Tarma del cibo
NOME ITALIANO: Tarma del cibo
SPECIE: Plodia interpunctella
APERTURA ALARE: 1,7-2 cm
DISTRIBUZIONE: Tutto il mondo
PHYLUM: Artropodi
CLASSE: Invertebrati
ORDINE: Lepidotteri
FAMIGLIA: Piralidi
GENERE: Plodia
La tarma del cibo, o tignola fasciata del grano, infesta i cereali e le loro farine, nonché la pasta alimentare, la frutta secca, i biscotti e altri alimenti. L’adulto presenta ali anteriori con una fascia color crema alla base e una di colore bruno-arancio all’estremità, separate da una striscia scura. La larva (lunga 1,5 cm) è giallognola. Le femmine fecondate possono deporre fino a 300 uova nelle derrate alimentari, effettuando 2-4 generazioni l’anno. Nelle abitazioni con riscaldamento invernale le tarme del cibo prolificano con molta facilità, e durante il giorno sono visibili sulle tende e sulle pareti.
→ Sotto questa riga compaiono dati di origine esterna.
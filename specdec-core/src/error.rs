use thiserror::Error;

/// Crate-wide result alias, mirroring `candle_core::Result<T>` in spirit:
/// a single error enum covers everything that can go wrong inside a round.
pub type Result<T> = std::result::Result<T, SpecdecError>;

/// Terminal error taxonomy for one generation, per the §7 error design.
///
/// `Canceled` is intentionally absent here: cancellation is not a failure,
/// it produces a normal `Done` event and is represented in the orchestrator
/// as a plain early-return, never as an `Err`.
#[derive(Debug, Error)]
pub enum SpecdecError {
    #[error("request rejected before any work began: {0}")]
    Precondition(String),

    #[error("target model transport failed after retry: {0}")]
    TransientRemote(String),

    #[error("target model returned a malformed or under-length response: {0}")]
    InvalidRemote(String),

    #[error("draft model failed: {0}")]
    LocalInference(String),

    #[error("response shape mismatch: expected {expected}, got {got}")]
    Shape { expected: usize, got: usize },

    #[error("tensor error: {0}")]
    Tensor(#[from] candle_core::Error),
}

impl SpecdecError {
    /// Human-readable message suitable for the `error` event's `message` field.
    pub fn as_event_message(&self) -> String {
        self.to_string()
    }
}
Ai Piralidi appartiene anche Nymphula nymphaeata, che fa parte del gruppo dei cosiddetti “bruchi d’acqua”, ed è una delle pochissime farfalle con larve dai costumi acquatici (che possono danneggiare seriamente le colture di riso). Gli adulti hanno ali bianco-argentee screziate e depongono le uova sulle foglie sommerse. Alla stessa famiglia appartengono la tignola del fieno (Hypsopygia costalis), la tignola dei cactus (Cactoblastis cactorum) e la piralide del mais (Pyrausta nubilalis). Quest’ultima è presente in Eurasia ed è stata introdotta agli inizi del Novecento negli Stati Uniti. Oltre al mais, colpisce anche il sorgo zuccherino e la canapa. In Italia presenta 2 generazioni all’anno; le larve della prima penetrano solo nell’interno del fusto, mentre quelle della seconda si introducono anche nella pannocchia.